= What the task asks =
Starting at the line that holds "pub fn candidate_for(&self, party_id: PartyId)", transcribe every line to the end of the data exactly; include no other lines.

= Provided entries =
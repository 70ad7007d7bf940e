//! Records as they are stored in the database.

pub mod admin;
pub mod citizen;
pub mod constituency;
pub mod election;
pub mod party;
pub mod tally;
pub mod vote;
use mongodb::bson::{doc, Document};

/// A filter matching the document with the given integer `_id`.
pub fn u32_id_filter(id: u32) -> Document {
    doc! { "_id": id }
}

/// (De)serialize an optional [`chrono::DateTime`] as an optional BSON datetime.
pub mod optional_datetime {
    use chrono::{DateTime, Utc};
    use mongodb::bson;
    use serde::{Deserialize, Deserializer, Serialize, Serializer};

    pub fn serialize<S>(value: &Option<DateTime<Utc>>, serializer: S) -> Result<S::Ok, S::Error>
    where
        S: Serializer,
    {
        value
            .map(bson::DateTime::from_chrono)
            .serialize(serializer)
    }

    pub fn deserialize<'de, D>(deserializer: D) -> Result<Option<DateTime<Utc>>, D::Error>
    where
        D: Deserializer<'de>,
    {
        let value = Option::<bson::DateTime>::deserialize(deserializer)?;
        Ok(value.map(bson::DateTime::to_chrono))
    }
}
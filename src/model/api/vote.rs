use chrono::{DateTime, Utc};
use serde::{Deserialize, Serialize};

use crate::model::{
    common::{CitizenId, ConstituencyId, ElectionId, PartyId},
    db::vote::Vote,
};

/// A citizen's choice of party in one constituency.
#[derive(Debug, Clone, Copy, Serialize, Deserialize)]
#[serde(rename_all = "camelCase")]
pub struct VoteRequest {
    pub election_id: ElectionId,
    pub constituency_id: ConstituencyId,
    pub party_id: PartyId,
}

/// Confirmation that a vote was recorded.
#[derive(Debug, Clone, PartialEq, Eq, Serialize, Deserialize)]
#[serde(rename_all = "camelCase")]
pub struct VoteReceipt {
    pub election_id: ElectionId,
    pub constituency_id: ConstituencyId,
    pub party_id: PartyId,
    pub cast_at: DateTime<Utc>,
}

impl From<Vote> for VoteReceipt {
    fn from(vote: Vote) -> Self {
        Self {
            election_id: vote.election_id,
            constituency_id: vote.constituency_id,
            party_id: vote.party_id,
            cast_at: vote.cast_at,
        }
    }
}

/// One line of a ballot paper: a candidate standing for a party in a constituency.
#[derive(Debug, Clone, PartialEq, Eq, Serialize, Deserialize)]
pub struct BallotEntry {
    pub constituency_id: ConstituencyId,
    pub constituency_name: String,
    pub party_id: PartyId,
    pub party_name: String,
    /// URL of the party logo.
    pub party_logo: Option<String>,
    pub candidate_id: CitizenId,
    pub candidate_name: String,
}
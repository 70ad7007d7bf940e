use std::collections::HashMap;

use mongodb::bson::doc;
use rocket::{futures::TryStreamExt, serde::json::Json, Route, State};

use crate::{
    error::Result,
    ledger::{Ledger, LifecycleError},
    model::{
        api::{
            auth::AuthToken,
            election::ElectionSummary,
            image::image_url,
            vote::{BallotEntry, VoteReceipt, VoteRequest},
        },
        common::{ElectionId, ElectionState},
        db::{
            citizen::Citizen, constituency::Constituency, election::Election, party::Party,
        },
        mongodb::Store,
    },
};

use super::common::election_by_id;

pub fn routes() -> Vec<Route> {
    routes![cast_vote, get_ongoing_elections, get_ballot]
}

#[post("/votes", data = "<request>", format = "json")]
async fn cast_vote(
    token: AuthToken<Citizen>,
    request: Json<VoteRequest>,
    ledger: &State<Ledger>,
) -> Result<Json<VoteReceipt>> {
    let vote = ledger
        .cast_vote(
            request.election_id,
            request.constituency_id,
            request.party_id,
            token.subject(),
        )
        .await?;
    Ok(Json(vote.into()))
}

#[get("/voting/elections")]
async fn get_ongoing_elections(store: &State<Store>) -> Result<Json<Vec<ElectionSummary>>> {
    let elections: Vec<ElectionSummary> = store
        .coll::<Election>()
        .find(doc! { "state": ElectionState::Started }, None)
        .await?
        .map_ok(ElectionSummary::from)
        .try_collect()
        .await?;
    Ok(Json(elections))
}

/// The candidates a voter from the given district can choose between.
#[get("/voting/constituencies/<election_id>/<district>")]
async fn get_ballot(
    election_id: ElectionId,
    district: &str,
    store: &State<Store>,
) -> Result<Json<Vec<BallotEntry>>> {
    let election = election_by_id(&store.coll(), election_id).await?;
    if !election.state.accepts_votes() {
        return Err(LifecycleError::NotAcceptingVotes {
            election_id,
            state: election.state,
        }
        .into());
    }

    let filter = doc! {
        "_id": { "$in": &election.constituencies },
        "districts": district,
    };
    let constituencies: Vec<Constituency> = store
        .coll::<Constituency>()
        .find(filter, None)
        .await?
        .try_collect()
        .await?;

    let candidates = constituencies.iter().flat_map(|c| c.candidates.iter());
    let party_ids: Vec<_> = candidates.clone().map(|c| c.party_id).collect();
    let citizen_ids: Vec<_> = candidates.map(|c| c.citizen_id).collect();
    let parties: HashMap<_, _> = store
        .coll::<Party>()
        .find(doc! { "_id": { "$in": party_ids } }, None)
        .await?
        .map_ok(|party| (party.id, party))
        .try_collect()
        .await?;
    let names: HashMap<_, _> = store
        .coll::<Citizen>()
        .find(doc! { "_id": { "$in": citizen_ids } }, None)
        .await?
        .map_ok(|citizen| (citizen.id, citizen.name))
        .try_collect()
        .await?;

    let mut ballot = Vec::new();
    for constituency in &election.constituencies {
        let Some(constituency) = constituencies.iter().find(|c| c.id == *constituency) else {
            continue;
        };
        for candidate in &constituency.candidates {
            let party = parties.get(&candidate.party_id);
            ballot.push(BallotEntry {
                constituency_id: constituency.id,
                constituency_name: constituency.name.clone(),
                party_id: candidate.party_id,
                party_name: party
                    .map(|p| p.name.clone())
                    .unwrap_or_else(|| format!("Party {}", candidate.party_id)),
                party_logo: party.and_then(|p| p.logo.as_deref()).map(image_url),
                candidate_id: candidate.citizen_id,
                candidate_name: names
                    .get(&candidate.citizen_id)
                    .cloned()
                    .unwrap_or_else(|| format!("Citizen {}", candidate.citizen_id)),
            });
        }
    }
    Ok(Json(ballot))
}
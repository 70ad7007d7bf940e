use serde::{Deserialize, Serialize};

use crate::model::common::{CitizenId, ConstituencyId, PartyId};

/// A candidate standing for a party in a constituency.
#[derive(Debug, Clone, Copy, PartialEq, Eq, Serialize, Deserialize)]
pub struct Candidate {
    pub party_id: PartyId,
    pub citizen_id: CitizenId,
}

/// An electoral area, covering one or more districts.
#[derive(Debug, Clone, PartialEq, Eq, Serialize, Deserialize)]
pub struct Constituency {
    #[serde(rename = "_id")]
    pub id: ConstituencyId,
    pub name: String,
    pub districts: Vec<String>,
    /// At most one candidate per party.
    pub candidates: Vec<Candidate>,
}

impl Constituency {
    /// The candidate standing for the given party, if any.
    pub fn candidate_for(&self, party_id: PartyId) -> Option<&Candidate> {
        self.candidates.iter().find(|c| c.party_id == party_id)
    }
}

= Solution for this exercise =
    pub fn candidate_for(&self, party_id: PartyId) -> Option<&Candidate> {
        self.candidates.iter().find(|c| c.party_id == party_id)
    }
}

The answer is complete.